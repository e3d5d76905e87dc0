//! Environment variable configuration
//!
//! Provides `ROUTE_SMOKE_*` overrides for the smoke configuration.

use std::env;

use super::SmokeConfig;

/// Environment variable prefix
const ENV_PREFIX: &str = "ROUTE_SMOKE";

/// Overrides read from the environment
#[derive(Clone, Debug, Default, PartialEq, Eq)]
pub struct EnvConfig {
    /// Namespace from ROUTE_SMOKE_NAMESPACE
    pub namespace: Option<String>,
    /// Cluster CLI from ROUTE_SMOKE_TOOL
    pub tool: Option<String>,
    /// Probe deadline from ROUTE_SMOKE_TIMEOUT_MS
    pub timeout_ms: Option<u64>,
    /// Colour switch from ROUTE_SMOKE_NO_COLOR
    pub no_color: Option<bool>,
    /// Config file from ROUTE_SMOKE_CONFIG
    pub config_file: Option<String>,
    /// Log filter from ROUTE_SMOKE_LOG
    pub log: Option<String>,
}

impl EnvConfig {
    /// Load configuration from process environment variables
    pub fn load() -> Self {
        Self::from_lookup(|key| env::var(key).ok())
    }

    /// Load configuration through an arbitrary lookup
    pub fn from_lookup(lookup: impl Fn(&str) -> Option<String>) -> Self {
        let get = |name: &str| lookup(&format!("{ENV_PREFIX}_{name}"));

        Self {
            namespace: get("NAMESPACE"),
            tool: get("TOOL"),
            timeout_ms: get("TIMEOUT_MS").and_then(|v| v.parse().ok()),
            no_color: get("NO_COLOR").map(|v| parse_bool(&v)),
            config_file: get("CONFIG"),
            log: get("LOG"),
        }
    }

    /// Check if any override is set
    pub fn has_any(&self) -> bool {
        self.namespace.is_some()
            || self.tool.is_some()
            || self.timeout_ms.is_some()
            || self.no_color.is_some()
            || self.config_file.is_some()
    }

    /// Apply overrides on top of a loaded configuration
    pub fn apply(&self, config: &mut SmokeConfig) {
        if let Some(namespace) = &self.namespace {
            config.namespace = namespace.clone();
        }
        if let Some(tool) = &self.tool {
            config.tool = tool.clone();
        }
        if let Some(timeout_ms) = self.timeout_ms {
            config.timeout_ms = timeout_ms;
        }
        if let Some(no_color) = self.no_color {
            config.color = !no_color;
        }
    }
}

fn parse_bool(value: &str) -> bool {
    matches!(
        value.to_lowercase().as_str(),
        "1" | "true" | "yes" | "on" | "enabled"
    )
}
================================
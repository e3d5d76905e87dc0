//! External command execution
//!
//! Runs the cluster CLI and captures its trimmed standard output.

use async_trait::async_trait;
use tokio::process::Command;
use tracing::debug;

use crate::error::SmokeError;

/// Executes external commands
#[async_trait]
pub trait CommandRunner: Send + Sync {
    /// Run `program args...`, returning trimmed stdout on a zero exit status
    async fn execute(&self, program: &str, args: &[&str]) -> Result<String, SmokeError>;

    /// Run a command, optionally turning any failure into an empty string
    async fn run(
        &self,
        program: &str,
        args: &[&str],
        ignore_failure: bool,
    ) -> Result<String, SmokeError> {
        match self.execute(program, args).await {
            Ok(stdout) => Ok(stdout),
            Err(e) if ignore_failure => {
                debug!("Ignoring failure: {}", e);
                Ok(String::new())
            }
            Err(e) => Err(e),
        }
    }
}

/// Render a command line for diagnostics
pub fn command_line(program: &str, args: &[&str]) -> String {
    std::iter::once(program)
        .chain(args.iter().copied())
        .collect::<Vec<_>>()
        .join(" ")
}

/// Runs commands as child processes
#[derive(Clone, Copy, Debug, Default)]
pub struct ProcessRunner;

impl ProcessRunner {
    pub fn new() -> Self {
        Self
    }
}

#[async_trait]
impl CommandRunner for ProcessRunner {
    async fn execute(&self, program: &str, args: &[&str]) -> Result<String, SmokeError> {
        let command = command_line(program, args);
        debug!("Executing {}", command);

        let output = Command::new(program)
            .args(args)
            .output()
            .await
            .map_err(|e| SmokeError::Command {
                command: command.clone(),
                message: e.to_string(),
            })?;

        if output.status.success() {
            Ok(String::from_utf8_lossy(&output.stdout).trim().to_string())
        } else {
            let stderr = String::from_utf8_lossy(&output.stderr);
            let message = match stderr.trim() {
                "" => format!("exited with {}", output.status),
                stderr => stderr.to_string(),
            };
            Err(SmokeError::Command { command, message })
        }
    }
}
================================
# Activity
Take from the listing above each line in which the string "value" is found.

# Output of the exercise
fn parse_bool(value: &str) -> bool {
        value.to_lowercase().as_str(),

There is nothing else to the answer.